BEGIN DATASET
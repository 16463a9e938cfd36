mod error;
mod handler;
mod router;
mod validate;

pub use error::recover_error;
pub use router::routes;
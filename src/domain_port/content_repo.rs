use crate::application_port::ContentError;
use crate::domain_model::{ContentPage, JobPosting, PageRequest, TeamMember};

/// Storage of the published content. The in-memory implementation lives in
/// `infra_memory`; a persistent backend would slot in behind the same trait.
#[async_trait::async_trait]
pub trait ContentRepo: Send + Sync {
    /// Read one page of team members and job postings, with totals.
    async fn read_page(&self, request: PageRequest) -> Result<ContentPage, ContentError>;

    async fn replace_team(&self, team: Vec<TeamMember>) -> Result<(), ContentError>;
    async fn replace_careers(&self, careers: Vec<JobPosting>) -> Result<(), ContentError>;

    async fn append_team(&self, team: Vec<TeamMember>) -> Result<(), ContentError>;
    async fn append_careers(&self, careers: Vec<JobPosting>) -> Result<(), ContentError>;

    /// (team, careers) record counts.
    async fn counts(&self) -> Result<(usize, usize), ContentError>;
}
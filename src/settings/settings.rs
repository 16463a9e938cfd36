use anyhow::{Result, anyhow};
use config::{Config, Environment, File};
use serde::Deserialize;

#[derive(Debug, Deserialize)]
pub struct Settings {
    pub auth: Auth,
    pub cache: Cache,
    pub content: Content,
    pub http: Http,
    pub log: Log,
    pub sweep: Sweep,
}

#[derive(Debug, Deserialize)]
pub struct Auth {
    pub backend: String, // "fake" or "real"
    pub admin_user: String,
    pub admin_pass: String,
    pub jwt_secret: String,
    pub issuer: String,
    pub audience: String,
    pub access_ttl_secs: u64,
    pub refresh_ttl_secs: u64,
}

#[derive(Debug, Deserialize)]
pub struct Cache {
    pub max_entries: usize,
    pub ttl_secs: u64,
}

#[derive(Debug, Deserialize)]
pub struct Content {
    pub default_page_size: u32,
    pub max_page_size: u32,
    pub seed_path: String,
}

#[derive(Debug, Deserialize)]
pub struct Http {
    pub address: String,
}

#[derive(Debug, Deserialize)]
pub struct Log {
    pub filter: String,
}

#[derive(Debug, Deserialize)]
pub struct Sweep {
    pub interval_secs: u64,
}

#[cfg(debug_assertions)]
const SETTINGS_PATH: &str = "settings/dev.toml";
#[cfg(not(debug_assertions))]
const SETTINGS_PATH: &str = "settings/release.toml";

/// Settings come from the profile-selected TOML file, overridable per key by
/// `CREWDECK__`-prefixed environment variables (`CREWDECK__AUTH__ADMIN_PASS`
/// and friends), which is how deployments inject secrets.
pub fn parse_settings(path: Option<&str>) -> Result<Settings> {
    let path = path.unwrap_or(SETTINGS_PATH);

    let settings: Settings = Config::builder()
        .add_source(File::with_name(path))
        .add_source(Environment::with_prefix("CREWDECK").separator("__"))
        .build()
        .map_err(|e| anyhow!(e))?
        .try_deserialize()
        .map_err(|e| anyhow!(e))?;

    Ok(settings)
}
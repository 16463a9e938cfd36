use crate::application_port::AuthError;
use crate::domain_model::{Subject, TokenKind};
use std::time::Duration;

/// What the registry remembers about an outstanding refresh token. The token
/// string itself is the capability; the record only ties it back to an
/// identity and its kind.
#[derive(Debug, Clone)]
pub struct SessionRecord {
    pub subject: Subject,
    pub kind: TokenKind,
}

/// Registry of live refresh tokens. A token is valid iff it is present and
/// unexpired here; losing the registry (process restart) invalidates every
/// outstanding refresh token, which callers must tolerate.
#[async_trait::async_trait]
pub trait SessionStore: Send + Sync {
    /// Register a refresh token with its remaining lifetime.
    async fn register(
        &self,
        token: &str,
        record: SessionRecord,
        ttl: Duration,
    ) -> Result<(), AuthError>;

    /// Look a token up without consuming it. `None` covers both
    /// never-registered and expired registrations.
    async fn lookup(&self, token: &str) -> Result<Option<SessionRecord>, AuthError>;

    /// Drop a registration. Idempotent; revoking an absent token is not an
    /// error and must not be distinguishable from revoking a live one.
    async fn revoke(&self, token: &str) -> Result<(), AuthError>;
}
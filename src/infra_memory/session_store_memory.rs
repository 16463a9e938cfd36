use crate::application_port::AuthError;
use crate::domain_port::{SessionRecord, SessionStore};
use crate::infra_memory::ExpiringStore;
use sha2::{Digest, Sha256};
use std::sync::Arc;
use std::time::Duration;

/// Refresh-token registry over an [`ExpiringStore`]. Tokens are keyed by
/// their SHA-256 digest so the raw capability string never sits in memory
/// longer than the request that carried it.
pub struct MemorySessionStore {
    store: Arc<ExpiringStore<SessionRecord>>,
}

impl MemorySessionStore {
    pub fn new(store: Arc<ExpiringStore<SessionRecord>>) -> Self {
        Self { store }
    }

    fn key(token: &str) -> String {
        hex::encode(Sha256::digest(token.as_bytes()))
    }
}

#[async_trait::async_trait]
impl SessionStore for MemorySessionStore {
    async fn register(
        &self,
        token: &str,
        record: SessionRecord,
        ttl: Duration,
    ) -> Result<(), AuthError> {
        self.store.put(Self::key(token), record, ttl);
        Ok(())
    }

    async fn lookup(&self, token: &str) -> Result<Option<SessionRecord>, AuthError> {
        Ok(self.store.get_if_live(&Self::key(token)))
    }

    async fn revoke(&self, token: &str) -> Result<(), AuthError> {
        self.store.remove(&Self::key(token));
        Ok(())
    }
}

#[cfg(test)]
mod tests {
    use super::*;
    use crate::domain_model::{Subject, TokenKind};
    use tokio::time::advance;

    fn record() -> SessionRecord {
        SessionRecord {
            subject: Subject("admin".to_string()),
            kind: TokenKind::Refresh,
        }
    }

    #[tokio::test(start_paused = true)]
    async fn registered_token_is_live_until_ttl() {
        let store = MemorySessionStore::new(Arc::new(ExpiringStore::new()));
        store
            .register("tok-1", record(), Duration::from_secs(60))
            .await
            .unwrap();

        let found = store.lookup("tok-1").await.unwrap();
        assert!(matches!(found, Some(r) if r.subject.0 == "admin"));

        advance(Duration::from_secs(60)).await;
        assert!(store.lookup("tok-1").await.unwrap().is_none());
    }

    #[tokio::test(start_paused = true)]
    async fn revoke_is_final_and_idempotent() {
        let store = MemorySessionStore::new(Arc::new(ExpiringStore::new()));
        store
            .register("tok-1", record(), Duration::from_secs(60))
            .await
            .unwrap();

        store.revoke("tok-1").await.unwrap();
        assert!(store.lookup("tok-1").await.unwrap().is_none());
        store.revoke("tok-1").await.unwrap();
        store.revoke("never-registered").await.unwrap();
    }

    #[tokio::test(start_paused = true)]
    async fn distinct_tokens_are_independent() {
        let store = MemorySessionStore::new(Arc::new(ExpiringStore::new()));
        store
            .register("tok-1", record(), Duration::from_secs(60))
            .await
            .unwrap();
        store
            .register("tok-2", record(), Duration::from_secs(60))
            .await
            .unwrap();

        store.revoke("tok-1").await.unwrap();
        assert!(store.lookup("tok-1").await.unwrap().is_none());
        assert!(store.lookup("tok-2").await.unwrap().is_some());
    }
}
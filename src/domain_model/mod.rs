mod content;
mod page;
mod subject;

pub use content::*;
pub use page::*;
pub use subject::*;
pub mod api;
pub mod logger;
pub mod settings;

pub mod server;

pub mod application_impl;
pub mod application_port;
pub mod domain_model;
pub mod domain_port;
pub mod infra_memory;
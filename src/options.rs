//! Converter options and configuration.

use indexmap::IndexMap;

#[cfg(feature = "serde")]
use crate::error::ConfigError;

/// Default name of the single date field.
pub const DEFAULT_SINGLE_DATE: &str = "date";
/// Default name of the range start field.
pub const DEFAULT_DATE_START: &str = "date_start";
/// Default name of the range end field.
pub const DEFAULT_DATE_END: &str = "date_end";

/// Per-field flags for a member of a date group.
#[derive(Debug, Clone, Copy, PartialEq, Eq, Default)]
#[cfg_attr(feature = "serde", derive(serde::Deserialize))]
#[cfg_attr(feature = "serde", serde(default))]
pub struct GroupEntry {
    /// The field carries a time component.
    #[cfg_attr(feature = "serde", serde(alias = "datetime"))]
    pub is_date_time: bool,
    /// A date-time value is already in storage format when it is saved.
    pub inverse: bool,
}

impl GroupEntry {
    /// A date-only entry.
    pub fn date() -> Self {
        GroupEntry::default()
    }

    /// A date-time entry.
    pub fn date_time() -> Self {
        GroupEntry {
            is_date_time: true,
            inverse: false,
        }
    }

    /// A date-time entry whose value is already in storage format on save.
    pub fn date_time_inverse() -> Self {
        GroupEntry {
            is_date_time: true,
            inverse: true,
        }
    }
}

/// Named group of date fields, kept in insertion order.
///
/// Order matters: conversion of a group stops at the first field that fails
/// to parse. Deserialized groups keep their document key order.
#[derive(Debug, Clone, PartialEq, Eq, Default)]
#[cfg_attr(feature = "serde", derive(serde::Deserialize))]
#[cfg_attr(feature = "serde", serde(transparent))]
pub struct DateGroup {
    fields: IndexMap<String, GroupEntry>,
}

impl DateGroup {
    /// Creates an empty group.
    pub fn new() -> Self {
        DateGroup::default()
    }

    /// Adds a field, or replaces its flags in place if already present.
    pub fn insert(&mut self, name: impl Into<String>, entry: GroupEntry) {
        self.fields.insert(name.into(), entry);
    }

    /// Returns the flags configured for `name`.
    pub fn get(&self, name: &str) -> Option<&GroupEntry> {
        self.fields.get(name)
    }

    /// Iterates over the fields in insertion order.
    pub fn iter(&self) -> impl Iterator<Item = (&str, &GroupEntry)> {
        self.fields.iter().map(|(name, entry)| (name.as_str(), entry))
    }

    /// Number of fields in the group.
    pub fn len(&self) -> usize {
        self.fields.len()
    }

    /// Returns true if the group has no fields.
    pub fn is_empty(&self) -> bool {
        self.fields.is_empty()
    }
}

impl<N: Into<String>> FromIterator<(N, GroupEntry)> for DateGroup {
    fn from_iter<I: IntoIterator<Item = (N, GroupEntry)>>(iter: I) -> Self {
        DateGroup {
            fields: iter
                .into_iter()
                .map(|(name, entry)| (name.into(), entry))
                .collect(),
        }
    }
}

/// Options for a [`DateFieldConverter`](crate::DateFieldConverter).
///
/// Field names left as `None` are unset; enabling a mode whose field names
/// are unset fails at construction.
#[derive(Debug, Clone, PartialEq, Eq)]
#[cfg_attr(feature = "serde", derive(serde::Deserialize))]
#[cfg_attr(feature = "serde", serde(default))]
pub struct ConverterOptions {
    /// Name of the single date field.
    pub single_date: Option<String>,
    /// Name of the range start field.
    pub date_start: Option<String>,
    /// Name of the range end field.
    pub date_end: Option<String>,
    /// Group of independently configured date fields.
    pub group_of_dates: DateGroup,
    pub parse_single_date: bool,
    pub parse_date_range: bool,
    pub parse_group_of_dates: bool,
    /// Single and range fields carry a time component.
    pub is_date_time: bool,
}

impl Default for ConverterOptions {
    fn default() -> Self {
        ConverterOptions {
            single_date: Some(DEFAULT_SINGLE_DATE.to_string()),
            date_start: Some(DEFAULT_DATE_START.to_string()),
            date_end: Some(DEFAULT_DATE_END.to_string()),
            group_of_dates: DateGroup::default(),
            parse_single_date: false,
            parse_date_range: false,
            parse_group_of_dates: false,
            is_date_time: false,
        }
    }
}

#[cfg(feature = "serde")]
impl ConverterOptions {
    /// Load options from a JSON document. Missing keys take their defaults.
    pub fn from_json(json: &str) -> Result<Self, ConfigError> {
        serde_json::from_str(json).map_err(|e| ConfigError::Deserialize(e.to_string()))
    }
}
END DATASET
* [REQUIREMENT] Locate the word "revoking" in the entries, and copy every line where it is found.

* [RESULT OF THE TASK]
    /// Drop a registration. Idempotent; revoking an absent token is not an
    /// error and must not be distinguishable from revoking a live one.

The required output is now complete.